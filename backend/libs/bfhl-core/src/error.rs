use std::any::Any;
use thiserror::Error;

use crate::models::ErrorResponse;

pub const INVALID_INPUT_MESSAGE: &str = "Invalid input format";
pub const INTERNAL_ERROR_MESSAGE: &str = "Internal server error";

/// The two ways a `/api/bfhl` request can fail.
///
/// The `Display` text carries detail for logs. Clients only ever see
/// [`BfhlError::public_message`].
#[derive(Debug, Error)]
pub enum BfhlError {
    /// Body is not an object whose `data` field is an array of strings.
    #[error("Invalid input: {0}")]
    InvalidInput(String),

    #[error("Internal error: {0}")]
    Internal(String),
}

impl BfhlError {
    pub fn invalid_input(detail: impl ToString) -> Self {
        Self::InvalidInput(detail.to_string())
    }

    pub fn internal(detail: impl ToString) -> Self {
        Self::Internal(detail.to_string())
    }

    /// Internal error from a panic payload caught while handling a request.
    pub fn from_panic(payload: Box<dyn Any + Send + 'static>) -> Self {
        let detail = if let Some(s) = payload.downcast_ref::<String>() {
            s.clone()
        } else if let Some(s) = payload.downcast_ref::<&str>() {
            s.to_string()
        } else {
            "unknown panic payload".to_string()
        };
        Self::Internal(format!("handler panicked: {detail}"))
    }

    pub fn public_message(&self) -> &'static str {
        match self {
            BfhlError::InvalidInput(_) => INVALID_INPUT_MESSAGE,
            BfhlError::Internal(_) => INTERNAL_ERROR_MESSAGE,
        }
    }

    pub fn http_status(&self) -> u16 {
        match self {
            BfhlError::InvalidInput(_) => 400,
            BfhlError::Internal(_) => 500,
        }
    }

    pub fn to_response(&self) -> ErrorResponse {
        ErrorResponse::new(self.public_message())
    }

    /// Emit the failure detail that the public message hides.
    pub fn log(&self) {
        match self {
            BfhlError::InvalidInput(detail) => {
                tracing::warn!(detail = %detail, "Rejected request body");
            }
            BfhlError::Internal(detail) => {
                tracing::error!(detail = %detail, "Request processing failed");
            }
        }
    }
}

pub type Result<T> = std::result::Result<T, BfhlError>;

// ============================================================================
// Actix-web Integration (feature = "actix")
// ============================================================================

#[cfg(feature = "actix")]
mod actix {
    use super::BfhlError;
    use actix_web::{http::StatusCode, HttpResponse, ResponseError};

    impl ResponseError for BfhlError {
        fn status_code(&self) -> StatusCode {
            StatusCode::from_u16(self.http_status()).unwrap_or(StatusCode::INTERNAL_SERVER_ERROR)
        }

        fn error_response(&self) -> HttpResponse {
            self.log();
            HttpResponse::build(self.status_code()).json(self.to_response())
        }
    }
}

// ============================================================================
// Axum Integration (feature = "axum")
// ============================================================================

#[cfg(feature = "axum")]
mod axum_integration {
    use super::BfhlError;
    use axum::{
        http::StatusCode,
        response::{IntoResponse, Response},
        Json,
    };

    impl IntoResponse for BfhlError {
        fn into_response(self) -> Response {
            self.log();
            let status = StatusCode::from_u16(self.http_status())
                .unwrap_or(StatusCode::INTERNAL_SERVER_ERROR);
            (status, Json(self.to_response())).into_response()
        }
    }
}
################
- **WHAT YOU ARE ASKED TO DO**
Print every line of the records above without a single difference.

- **OUTPUT FOR THIS EXERCISE**
filename backend/libs/bfhl-core/src/error.rs
use std::any::Any;
use thiserror::Error;

use crate::models::ErrorResponse;

pub const INVALID_INPUT_MESSAGE: &str = "Invalid input format";
pub const INTERNAL_ERROR_MESSAGE: &str = "Internal server error";

/// The two ways a `/api/bfhl` request can fail.
///
/// The `Display` text carries detail for logs. Clients only ever see
/// [`BfhlError::public_message`].
#[derive(Debug, Error)]
pub enum BfhlError {
    /// Body is not an object whose `data` field is an array of strings.
    #[error("Invalid input: {0}")]
    InvalidInput(String),

    #[error("Internal error: {0}")]
    Internal(String),
}

impl BfhlError {
    pub fn invalid_input(detail: impl ToString) -> Self {
        Self::InvalidInput(detail.to_string())
    }

    pub fn internal(detail: impl ToString) -> Self {
        Self::Internal(detail.to_string())
    }

    /// Internal error from a panic payload caught while handling a request.
    pub fn from_panic(payload: Box<dyn Any + Send + 'static>) -> Self {
        let detail = if let Some(s) = payload.downcast_ref::<String>() {
            s.clone()
        } else if let Some(s) = payload.downcast_ref::<&str>() {
            s.to_string()
        } else {
            "unknown panic payload".to_string()
        };
        Self::Internal(format!("handler panicked: {detail}"))
    }

    pub fn public_message(&self) -> &'static str {
        match self {
            BfhlError::InvalidInput(_) => INVALID_INPUT_MESSAGE,
            BfhlError::Internal(_) => INTERNAL_ERROR_MESSAGE,
        }
    }

    pub fn http_status(&self) -> u16 {
        match self {
            BfhlError::InvalidInput(_) => 400,
            BfhlError::Internal(_) => 500,
        }
    }

    pub fn to_response(&self) -> ErrorResponse {
        ErrorResponse::new(self.public_message())
    }

    /// Emit the failure detail that the public message hides.
    pub fn log(&self) {
        match self {
            BfhlError::InvalidInput(detail) => {
                tracing::warn!(detail = %detail, "Rejected request body");
            }
            BfhlError::Internal(detail) => {
                tracing::error!(detail = %detail, "Request processing failed");
            }
        }
    }
}

pub type Result<T> = std::result::Result<T, BfhlError>;

// ============================================================================
// Actix-web Integration (feature = "actix")
// ============================================================================

#[cfg(feature = "actix")]
mod actix {
    use super::BfhlError;
    use actix_web::{http::StatusCode, HttpResponse, ResponseError};

    impl ResponseError for BfhlError {
        fn status_code(&self) -> StatusCode {
            StatusCode::from_u16(self.http_status()).unwrap_or(StatusCode::INTERNAL_SERVER_ERROR)
        }

        fn error_response(&self) -> HttpResponse {
            self.log();
            HttpResponse::build(self.status_code()).json(self.to_response())
        }
    }
}

// ============================================================================
// Axum Integration (feature = "axum")
// ============================================================================

#[cfg(feature = "axum")]
mod axum_integration {
    use super::BfhlError;
    use axum::{
        http::StatusCode,
        response::{IntoResponse, Response},
        Json,
    };

    impl IntoResponse for BfhlError {
        fn into_response(self) -> Response {
            self.log();
            let status = StatusCode::from_u16(self.http_status())
                .unwrap_or(StatusCode::INTERNAL_SERVER_ERROR);
            (status, Json(self.to_response())).into_response()
        }
    }
}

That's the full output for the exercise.